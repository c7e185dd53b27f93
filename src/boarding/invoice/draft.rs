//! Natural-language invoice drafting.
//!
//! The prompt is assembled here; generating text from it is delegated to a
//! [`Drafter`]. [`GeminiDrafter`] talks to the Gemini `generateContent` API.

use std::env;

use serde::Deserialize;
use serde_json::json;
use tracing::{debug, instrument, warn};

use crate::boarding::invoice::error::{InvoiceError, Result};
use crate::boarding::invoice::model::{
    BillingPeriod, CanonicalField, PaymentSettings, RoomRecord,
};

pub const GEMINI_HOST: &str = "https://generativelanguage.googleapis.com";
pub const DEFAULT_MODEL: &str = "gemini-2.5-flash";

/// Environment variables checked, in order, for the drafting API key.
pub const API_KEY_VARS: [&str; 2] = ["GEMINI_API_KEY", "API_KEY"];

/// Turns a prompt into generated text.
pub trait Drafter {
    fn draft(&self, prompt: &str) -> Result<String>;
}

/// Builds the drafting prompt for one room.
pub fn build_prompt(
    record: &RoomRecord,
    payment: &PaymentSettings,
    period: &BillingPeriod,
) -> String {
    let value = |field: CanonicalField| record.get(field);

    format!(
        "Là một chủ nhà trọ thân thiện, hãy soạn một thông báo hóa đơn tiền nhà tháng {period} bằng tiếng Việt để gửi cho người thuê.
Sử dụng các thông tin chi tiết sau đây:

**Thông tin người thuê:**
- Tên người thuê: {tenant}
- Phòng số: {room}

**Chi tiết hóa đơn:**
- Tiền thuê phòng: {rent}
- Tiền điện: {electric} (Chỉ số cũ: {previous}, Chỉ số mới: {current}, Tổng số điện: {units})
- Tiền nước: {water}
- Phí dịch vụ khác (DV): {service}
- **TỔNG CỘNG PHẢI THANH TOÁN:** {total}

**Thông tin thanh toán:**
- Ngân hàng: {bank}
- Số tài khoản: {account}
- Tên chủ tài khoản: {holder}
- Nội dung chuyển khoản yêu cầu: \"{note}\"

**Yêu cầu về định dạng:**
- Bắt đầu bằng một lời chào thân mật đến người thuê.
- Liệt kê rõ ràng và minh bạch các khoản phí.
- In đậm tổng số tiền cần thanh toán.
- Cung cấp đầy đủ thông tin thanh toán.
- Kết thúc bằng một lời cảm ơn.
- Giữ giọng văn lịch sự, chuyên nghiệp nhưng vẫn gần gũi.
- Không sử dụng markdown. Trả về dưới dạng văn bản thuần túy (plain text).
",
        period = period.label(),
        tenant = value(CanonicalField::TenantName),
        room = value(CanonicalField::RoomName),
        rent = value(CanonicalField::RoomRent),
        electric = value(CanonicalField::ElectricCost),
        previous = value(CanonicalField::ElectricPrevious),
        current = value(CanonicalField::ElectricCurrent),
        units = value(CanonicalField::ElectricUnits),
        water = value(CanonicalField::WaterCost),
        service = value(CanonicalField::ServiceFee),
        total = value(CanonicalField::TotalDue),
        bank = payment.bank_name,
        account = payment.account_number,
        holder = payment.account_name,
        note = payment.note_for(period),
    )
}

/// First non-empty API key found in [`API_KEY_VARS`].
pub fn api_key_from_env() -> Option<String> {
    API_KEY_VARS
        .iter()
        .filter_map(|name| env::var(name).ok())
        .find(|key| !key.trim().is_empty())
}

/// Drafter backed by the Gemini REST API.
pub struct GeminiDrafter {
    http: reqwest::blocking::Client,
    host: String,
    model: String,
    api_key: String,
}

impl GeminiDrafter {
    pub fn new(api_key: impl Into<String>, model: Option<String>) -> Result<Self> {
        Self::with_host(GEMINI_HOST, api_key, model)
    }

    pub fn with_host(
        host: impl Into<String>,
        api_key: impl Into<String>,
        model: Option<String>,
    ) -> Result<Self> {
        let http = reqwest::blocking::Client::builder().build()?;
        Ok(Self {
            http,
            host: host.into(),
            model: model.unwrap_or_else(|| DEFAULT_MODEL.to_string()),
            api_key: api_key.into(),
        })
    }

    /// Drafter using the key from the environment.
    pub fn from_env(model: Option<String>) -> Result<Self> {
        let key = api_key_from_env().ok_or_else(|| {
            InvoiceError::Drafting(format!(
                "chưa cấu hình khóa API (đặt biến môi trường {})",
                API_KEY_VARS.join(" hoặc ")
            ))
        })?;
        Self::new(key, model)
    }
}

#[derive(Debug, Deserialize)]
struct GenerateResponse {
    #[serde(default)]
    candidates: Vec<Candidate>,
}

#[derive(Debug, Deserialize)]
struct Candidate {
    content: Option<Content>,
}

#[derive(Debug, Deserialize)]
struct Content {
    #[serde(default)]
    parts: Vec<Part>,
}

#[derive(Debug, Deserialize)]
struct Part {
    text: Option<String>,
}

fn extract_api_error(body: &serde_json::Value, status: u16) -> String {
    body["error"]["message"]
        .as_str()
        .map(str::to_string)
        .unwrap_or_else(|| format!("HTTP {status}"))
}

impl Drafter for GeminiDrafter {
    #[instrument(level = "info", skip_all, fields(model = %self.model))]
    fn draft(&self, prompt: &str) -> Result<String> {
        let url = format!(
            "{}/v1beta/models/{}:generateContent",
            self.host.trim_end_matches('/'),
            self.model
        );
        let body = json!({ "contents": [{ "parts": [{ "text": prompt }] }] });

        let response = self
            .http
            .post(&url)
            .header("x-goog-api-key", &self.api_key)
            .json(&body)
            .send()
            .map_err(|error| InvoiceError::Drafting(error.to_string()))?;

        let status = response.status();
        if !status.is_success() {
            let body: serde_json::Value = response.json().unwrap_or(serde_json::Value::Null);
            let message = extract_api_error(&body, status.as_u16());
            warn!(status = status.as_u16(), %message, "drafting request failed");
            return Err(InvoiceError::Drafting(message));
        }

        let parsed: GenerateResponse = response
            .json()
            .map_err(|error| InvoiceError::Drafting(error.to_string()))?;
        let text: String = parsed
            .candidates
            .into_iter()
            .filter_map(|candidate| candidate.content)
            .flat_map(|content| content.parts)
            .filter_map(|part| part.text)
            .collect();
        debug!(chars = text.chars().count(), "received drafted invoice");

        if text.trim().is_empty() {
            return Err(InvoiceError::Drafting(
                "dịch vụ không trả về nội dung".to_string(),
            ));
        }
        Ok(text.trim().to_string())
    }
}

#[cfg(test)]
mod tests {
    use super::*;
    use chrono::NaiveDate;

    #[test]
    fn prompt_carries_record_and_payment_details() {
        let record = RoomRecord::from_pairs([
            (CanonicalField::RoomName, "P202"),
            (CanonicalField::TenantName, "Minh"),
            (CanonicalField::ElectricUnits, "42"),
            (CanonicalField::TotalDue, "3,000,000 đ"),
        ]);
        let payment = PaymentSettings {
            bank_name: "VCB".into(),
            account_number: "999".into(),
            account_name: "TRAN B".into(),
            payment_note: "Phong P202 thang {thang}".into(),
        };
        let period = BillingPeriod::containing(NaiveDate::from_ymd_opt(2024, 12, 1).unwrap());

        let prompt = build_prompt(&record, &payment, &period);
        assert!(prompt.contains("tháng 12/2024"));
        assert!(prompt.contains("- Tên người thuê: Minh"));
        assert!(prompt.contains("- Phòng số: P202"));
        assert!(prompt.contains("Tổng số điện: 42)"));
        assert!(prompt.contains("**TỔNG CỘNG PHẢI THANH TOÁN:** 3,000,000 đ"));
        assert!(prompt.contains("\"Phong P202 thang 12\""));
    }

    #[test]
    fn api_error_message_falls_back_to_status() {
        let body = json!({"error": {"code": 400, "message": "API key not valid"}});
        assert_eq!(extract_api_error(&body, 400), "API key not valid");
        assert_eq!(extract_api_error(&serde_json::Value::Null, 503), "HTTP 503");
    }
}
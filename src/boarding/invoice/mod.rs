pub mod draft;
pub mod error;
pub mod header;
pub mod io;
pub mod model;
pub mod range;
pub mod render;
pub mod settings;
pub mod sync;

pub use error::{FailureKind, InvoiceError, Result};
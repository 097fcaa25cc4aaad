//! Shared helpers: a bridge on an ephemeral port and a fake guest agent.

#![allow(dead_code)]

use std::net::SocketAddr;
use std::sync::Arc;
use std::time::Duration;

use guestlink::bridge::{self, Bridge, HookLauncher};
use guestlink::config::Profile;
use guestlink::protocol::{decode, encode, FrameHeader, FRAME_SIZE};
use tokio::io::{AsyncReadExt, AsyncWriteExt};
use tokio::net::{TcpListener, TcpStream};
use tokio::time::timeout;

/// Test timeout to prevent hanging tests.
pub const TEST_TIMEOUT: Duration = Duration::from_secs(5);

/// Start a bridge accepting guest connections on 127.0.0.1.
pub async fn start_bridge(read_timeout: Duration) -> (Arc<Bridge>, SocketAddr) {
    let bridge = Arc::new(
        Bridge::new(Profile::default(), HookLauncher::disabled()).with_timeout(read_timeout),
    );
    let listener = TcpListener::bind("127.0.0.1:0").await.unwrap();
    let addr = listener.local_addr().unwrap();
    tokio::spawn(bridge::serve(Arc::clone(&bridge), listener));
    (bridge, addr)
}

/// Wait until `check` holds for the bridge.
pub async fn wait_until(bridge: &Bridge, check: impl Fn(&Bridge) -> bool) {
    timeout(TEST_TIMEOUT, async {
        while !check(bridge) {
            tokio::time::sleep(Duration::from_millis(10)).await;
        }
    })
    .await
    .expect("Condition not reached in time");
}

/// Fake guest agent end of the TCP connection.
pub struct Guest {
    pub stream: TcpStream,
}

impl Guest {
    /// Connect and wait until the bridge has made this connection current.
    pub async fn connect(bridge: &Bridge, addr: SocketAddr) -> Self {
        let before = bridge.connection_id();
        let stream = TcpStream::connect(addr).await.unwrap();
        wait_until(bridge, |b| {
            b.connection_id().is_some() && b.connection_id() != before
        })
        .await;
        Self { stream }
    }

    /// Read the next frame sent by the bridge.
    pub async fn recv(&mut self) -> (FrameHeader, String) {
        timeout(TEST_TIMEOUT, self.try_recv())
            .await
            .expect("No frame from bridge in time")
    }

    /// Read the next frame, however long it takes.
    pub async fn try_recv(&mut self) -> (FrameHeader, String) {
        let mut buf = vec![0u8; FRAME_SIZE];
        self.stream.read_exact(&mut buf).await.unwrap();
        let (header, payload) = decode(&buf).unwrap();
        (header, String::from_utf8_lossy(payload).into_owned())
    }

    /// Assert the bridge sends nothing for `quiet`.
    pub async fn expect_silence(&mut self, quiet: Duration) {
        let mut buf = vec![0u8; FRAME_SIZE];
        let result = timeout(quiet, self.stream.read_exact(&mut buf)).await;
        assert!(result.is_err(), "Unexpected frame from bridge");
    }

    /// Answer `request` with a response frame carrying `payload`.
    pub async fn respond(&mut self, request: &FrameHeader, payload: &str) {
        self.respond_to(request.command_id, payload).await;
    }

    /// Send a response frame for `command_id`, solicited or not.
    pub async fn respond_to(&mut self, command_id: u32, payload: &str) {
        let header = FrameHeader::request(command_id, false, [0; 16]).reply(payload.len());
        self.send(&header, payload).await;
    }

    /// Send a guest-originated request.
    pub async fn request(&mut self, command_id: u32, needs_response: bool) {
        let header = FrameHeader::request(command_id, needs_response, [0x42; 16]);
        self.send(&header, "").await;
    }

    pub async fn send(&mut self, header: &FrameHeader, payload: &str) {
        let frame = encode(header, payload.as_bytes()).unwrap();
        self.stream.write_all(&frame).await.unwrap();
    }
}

WHAT TO DO :: Pull every line containing "reqwest" out of the records.

SOLVED EXERCISE ::
    http: reqwest::blocking::Client,
        let http = reqwest::blocking::Client::builder().build()?;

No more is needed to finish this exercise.